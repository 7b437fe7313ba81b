//! Bridge between `ndarray` storage and faer factorizations.
//!
//! The fitting code keeps everything in `ndarray` containers and only drops
//! down to faer for the symmetric solve of the normal equations. The view
//! wrappers below hand faer a zero-copy `MatRef` whenever the underlying
//! strides allow it, and fall back to an owned compact copy otherwise.

use faer::linalg::solvers::{self, Ldlt as FaerLdlt, Llt as FaerLlt, Solve};
use faer::{MatMut, MatRef, Side};
use ndarray::{Array1, Array2, ArrayBase, Data, Ix1, Ix2};
use std::marker::PhantomData;
use thiserror::Error;

#[derive(Debug, Error)]
pub enum LinalgError {
    #[error("Cholesky factorization failed: {0:?}")]
    Cholesky(solvers::LltError),
    #[error("LDLT factorization failed: {0:?}")]
    Ldlt(solvers::LdltError),
}

pub enum SymmetricFactor {
    Llt(FaerLlt<f64>),
    Ldlt(FaerLdlt<f64>),
}

impl SymmetricFactor {
    #[inline]
    fn solve_in_place(&self, rhs: MatMut<'_, f64>) {
        match self {
            SymmetricFactor::Llt(f) => f.solve_in_place(rhs),
            SymmetricFactor::Ldlt(f) => f.solve_in_place(rhs),
        }
    }
}

/// Factorize a symmetric matrix with an LLT first attempt and LDLT fallback.
///
/// The LLT rejects systems that are not numerically positive definite; the
/// LDLT fallback still solves semi-definite systems that arise from
/// marginally conditioned design matrices.
#[inline]
pub fn factorize_symmetric(
    matrix: MatRef<'_, f64>,
    side: Side,
) -> Result<SymmetricFactor, LinalgError> {
    if let Ok(llt) = FaerLlt::new(matrix, side) {
        return Ok(SymmetricFactor::Llt(llt));
    }
    let ldlt = FaerLdlt::new(matrix, side).map_err(LinalgError::Ldlt)?;
    Ok(SymmetricFactor::Ldlt(ldlt))
}

/// Solve `matrix * x = rhs` for a symmetric `matrix`.
pub fn solve_symmetric(
    matrix: &Array2<f64>,
    rhs: &Array1<f64>,
) -> Result<Array1<f64>, LinalgError> {
    let view = FaerMatView::new(matrix);
    let factor = factorize_symmetric(view.as_ref(), Side::Lower)?;
    let mut solution = rhs.to_owned();
    let solution_view = array1_to_col_mat_mut(&mut solution);
    factor.solve_in_place(solution_view);
    Ok(solution)
}

#[inline]
pub fn array1_to_col_mat_mut(array: &mut Array1<f64>) -> MatMut<'_, f64> {
    let len = array.len();
    let stride = array.strides()[0];
    // SAFETY: pointer, length, and stride come straight from the live ndarray.
    unsafe { MatMut::from_raw_parts_mut(array.as_mut_ptr(), len, 1, stride, 0) }
}

/// Zero-copy faer view over a two-dimensional ndarray.
///
/// Layouts with non-positive strides can alias or reverse memory traversal,
/// which faer kernels do not tolerate; those are materialized into an owned
/// compact copy instead.
pub struct FaerMatView<'a> {
    ptr: *const f64,
    rows: usize,
    cols: usize,
    row_stride: isize,
    col_stride: isize,
    owned: Option<Array2<f64>>,
    _marker: PhantomData<&'a f64>,
}

impl<'a> FaerMatView<'a> {
    pub fn new<S: Data<Elem = f64>>(array: &'a ArrayBase<S, Ix2>) -> Self {
        let (rows, cols) = array.dim();
        let strides = array.strides();
        if strides[0] <= 0 || strides[1] <= 0 {
            let owned = array.to_owned();
            let owned_strides = owned.strides();
            return Self {
                ptr: owned.as_ptr(),
                rows,
                cols,
                row_stride: owned_strides[0],
                col_stride: owned_strides[1],
                owned: Some(owned),
                _marker: PhantomData,
            };
        }

        Self {
            ptr: array.as_ptr(),
            rows,
            cols,
            row_stride: strides[0],
            col_stride: strides[1],
            owned: None,
            _marker: PhantomData,
        }
    }

    #[inline]
    pub fn as_ref(&self) -> MatRef<'_, f64> {
        let (ptr, rows, cols, row_stride, col_stride) = if let Some(owned) = &self.owned {
            let strides = owned.strides();
            (
                owned.as_ptr(),
                owned.nrows(),
                owned.ncols(),
                strides[0],
                strides[1],
            )
        } else {
            (
                self.ptr,
                self.rows,
                self.cols,
                self.row_stride,
                self.col_stride,
            )
        };
        // SAFETY: pointer/shape/strides either come directly from a live
        // ndarray view with positive strides, or from the owned compact copy
        // stored inside this wrapper, which stays alive for the view lifetime.
        unsafe { MatRef::from_raw_parts(ptr, rows, cols, row_stride, col_stride) }
    }
}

• • • • •

* **PROBLEM REQUIREMENTS**: Please say how many lines in the records contain the word "compact", and give only that number.

* **REPLY TO THE TASK**: 3